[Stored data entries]
• • • • •

impl PointSynthesizer {
    /// Prepare the tables at a geocentric position.
    ///
    /// Arguments
    /// -----------------
    /// * `radius`: geocentric radius, km.
    /// * `colatitude`: geocentric colatitude in `[0, 180]`, degrees.
    /// * `longitude`: degrees, any range.
    /// * `nmin`, `nmax`: degree range, `1 ≤ nmin ≤ nmax`.
    ///
    /// Return
    /// ----------
    /// * The synthesizer, or [`IgrfError::InvalidDegree`] /
    ///   [`IgrfError::ColatitudeOutOfBounds`] /
    ///   [`IgrfError::InvalidSynthesisParameter`] for a non-positive radius.
    pub fn new(
        radius: Kilometer,
        colatitude: Degree,
        longitude: Degree,
        nmin: usize,
        nmax: usize,
    ) -> Result<Self, IgrfError> {
        if nmin == 0 || nmax < nmin {
            return Err(IgrfError::InvalidDegree(format!(
                "invalid degree range [{nmin}, {nmax}]"
            )));
        }
        check_radius(radius)?;

        let legendre = LegendreTable::new(nmax, colatitude)?;
        if let Some(pole) = legendre.pole() {
            warn!(
                colatitude,
                ?pole,
                "evaluation point at a geographic pole, using the polar limit of B_phi"
            );
        }

        Ok(PointSynthesizer {
            radius,
            nmin,
            nmax,
            legendre,
            longitude: LongitudeTerms::new(nmax, longitude),
        })
    }

    pub fn nmin(&self) -> usize {
        self.nmin
    }

    pub fn nmax(&self) -> usize {
        self.nmax
    }

    pub fn legendre(&self) -> &LegendreTable {
        &self.legendre
    }

    /// Synthesize the field of one coefficient vector (canonical order from degree 1).
    pub fn synthesize(&self, coefficients: &[f64]) -> Result<SphericalField, IgrfError> {
        check_coefficient_count(coefficients, self.nmax)?;
        Ok(accumulate(
            coefficients,
            self.radius,
            self.nmin,
            self.nmax,
            &self.legendre,
            &self.longitude,
        ))
    }
}

/// Field components at one geocentric point.
///
/// Arguments
/// -----------------
/// * `coefficients`: Gauss coefficients in canonical order from degree 1.
/// * `radius`: geocentric radius, km.
/// * `colatitude`: geocentric colatitude in `[0, 180]`, degrees.
/// * `longitude`: degrees.
/// * `nmax`: maximum degree, `None` for the largest the coefficients support;
///   larger values are clamped to it.
/// * `nmin`: minimum degree, `None` for 1.
///
/// Return
/// ----------
/// * `(B_r, B_θ, B_φ)` in nT.
///
/// Example
/// ----------
/// ```rust
/// use igrf::coefficients::ShcModel;
/// use igrf::synthesis::synth_values;
///
/// let model = ShcModel::Igrf14.coefficient_model().unwrap();
/// let coefficients = model.interpolate(2020.0).unwrap();
/// let field = synth_values(coefficients.as_slice(), 6371.2, 90.0, 0.0, None, None).unwrap();
/// assert!(field.theta < 0.0); // northward at the equator
/// ```
pub fn synth_values(
    coefficients: &[f64],
    radius: Kilometer,
    colatitude: Degree,
    longitude: Degree,
    nmax: Option<usize>,
    nmin: Option<usize>,
) -> Result<SphericalField, IgrfError> {
    let (nmin, nmax) = resolve_degrees(coefficients.len(), nmax, nmin.unwrap_or(1))?;
    PointSynthesizer::new(radius, colatitude, longitude, nmin, nmax)?.synthesize(coefficients)
}

/// Field components on the grid `colatitudes × longitudes` at one radius.
///
/// Legendre tables are built once per colatitude and longitude terms once per
/// longitude. Degrees are resolved as in [`synth_values`].
pub fn synth_grid(
    coefficients: &[f64],
    radius: Kilometer,
    colatitudes: &[Degree],
    longitudes: &[Degree],
    nmax: Option<usize>,
    nmin: Option<usize>,
) -> Result<GridField, IgrfError> {
    let (nmin, nmax) = resolve_degrees(coefficients.len(), nmax, nmin.unwrap_or(1))?;
    check_radius(radius)?;

    let longitude_terms: Vec<LongitudeTerms> = longitudes
        .iter()
        .map(|&longitude| LongitudeTerms::new(nmax, longitude))
        .collect();

    let shape = (colatitudes.len(), longitudes.len());
    let mut grid = GridField {
        radial: DMatrix::zeros(shape.0, shape.1),
        theta: DMatrix::zeros(shape.0, shape.1),
        phi: DMatrix::zeros(shape.0, shape.1),
    };

    for (i, &colatitude) in colatitudes.iter().enumerate() {
        let legendre = LegendreTable::new(nmax, colatitude)?;
        if legendre.pole().is_some() {
            warn!(colatitude, "grid row at a geographic pole, using the polar limit of B_phi");
        }

        for (j, terms) in longitude_terms.iter().enumerate() {
            let field = accumulate(coefficients, radius, nmin, nmax, &legendre, terms);
            grid.radial[(i, j)] = field.radial;
            grid.theta[(i, j)] = field.theta;
            grid.phi[(i, j)] = field.phi;
        }
    }

    Ok(grid)
}

/// Configuration of a geomagnetic evaluation.
///
/// Build it with [`SynthesisParams::builder`] or use [`SynthesisParams::default`]:
/// degrees 1 to the table maximum, IGRF-14, [`SvSignConvention::Implemented`].
#[derive(Debug, Clone, Copy, PartialEq)]
pub struct SynthesisParams {
    /// Lowest degree included in the sum.
    pub nmin: usize,
    /// Highest degree, `None` for the model maximum.
    pub nmax: Option<usize>,
    /// Model generation used by [`crate::geomagnetic`] evaluations.
    pub model: ShcModel,
    /// Sign convention of the declination / inclination rates.
    pub sv_sign: SvSignConvention,
}

impl SynthesisParams {
    /// Create a new [`SynthesisParamsBuilder`].
    ///
    /// # Example
    ///
    /// ```rust
    /// use igrf::coefficients::ShcModel;
    /// use igrf::synthesis::SynthesisParams;
    ///
    /// let params = SynthesisParams::builder()
    ///     .model(ShcModel::Igrf13)
    ///     .nmax(10)
    ///     .build()
    ///     .unwrap();
    /// assert_eq!(params.nmax, Some(10));
    /// ```
    pub fn builder() -> SynthesisParamsBuilder {
        SynthesisParamsBuilder::new()
    }
}

impl Default for SynthesisParams {
    fn default() -> Self {
        SynthesisParams {
            nmin: 1,
            nmax: None,
            model: ShcModel::default(),
            sv_sign: SvSignConvention::default(),
        }
    }
}

/// Fluent builder for [`SynthesisParams`].
#[derive(Debug, Clone)]
pub struct SynthesisParamsBuilder {
    params: SynthesisParams,
}

impl Default for SynthesisParamsBuilder {
    fn default() -> Self {
        Self::new()
    }
}

impl SynthesisParamsBuilder {
    /// Create a new builder initialized with default values.
    pub fn new() -> Self {
        Self {
            params: SynthesisParams::default(),
        }
    }

    pub fn nmin(mut self, v: usize) -> Self {
        self.params.nmin = v;
        self
    }
    pub fn nmax(mut self, v: usize) -> Self {
        self.params.nmax = Some(v);
        self
    }
    pub fn model(mut self, v: ShcModel) -> Self {
        self.params.model = v;
        self
    }
    pub fn sv_sign(mut self, v: SvSignConvention) -> Self {
        self.params.sv_sign = v;
        self
    }

    /// Finalize the builder.
    ///
    /// Validation rules
    /// -----------------
    /// * `nmin ≥ 1`
    /// * `nmax ≥ nmin` when `nmax` is set.
    ///
    /// A `nmax` above the model maximum is accepted here and clamped at
    /// evaluation time.
    pub fn build(self) -> Result<SynthesisParams, IgrfError> {
        let p = &self.params;

        if p.nmin == 0 {
            return Err(IgrfError::InvalidSynthesisParameter(
                "nmin must be >= 1".into(),
            ));
        }
        if let Some(nmax) = p.nmax {
            if nmax < p.nmin {
                return Err(IgrfError::InvalidSynthesisParameter(format!(
                    "nmax ({nmax}) must be >= nmin ({})",
                    p.nmin
                )));
            }
        }

        Ok(self.params)
    }
}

• • • • •

REQUIREMENT
Filter the entries and keep only the lines holding "enumerate".

EXPECTED ANSWER
    for (i, &colatitude) in colatitudes.iter().enumerate() {
        for (j, terms) in longitude_terms.iter().enumerate() {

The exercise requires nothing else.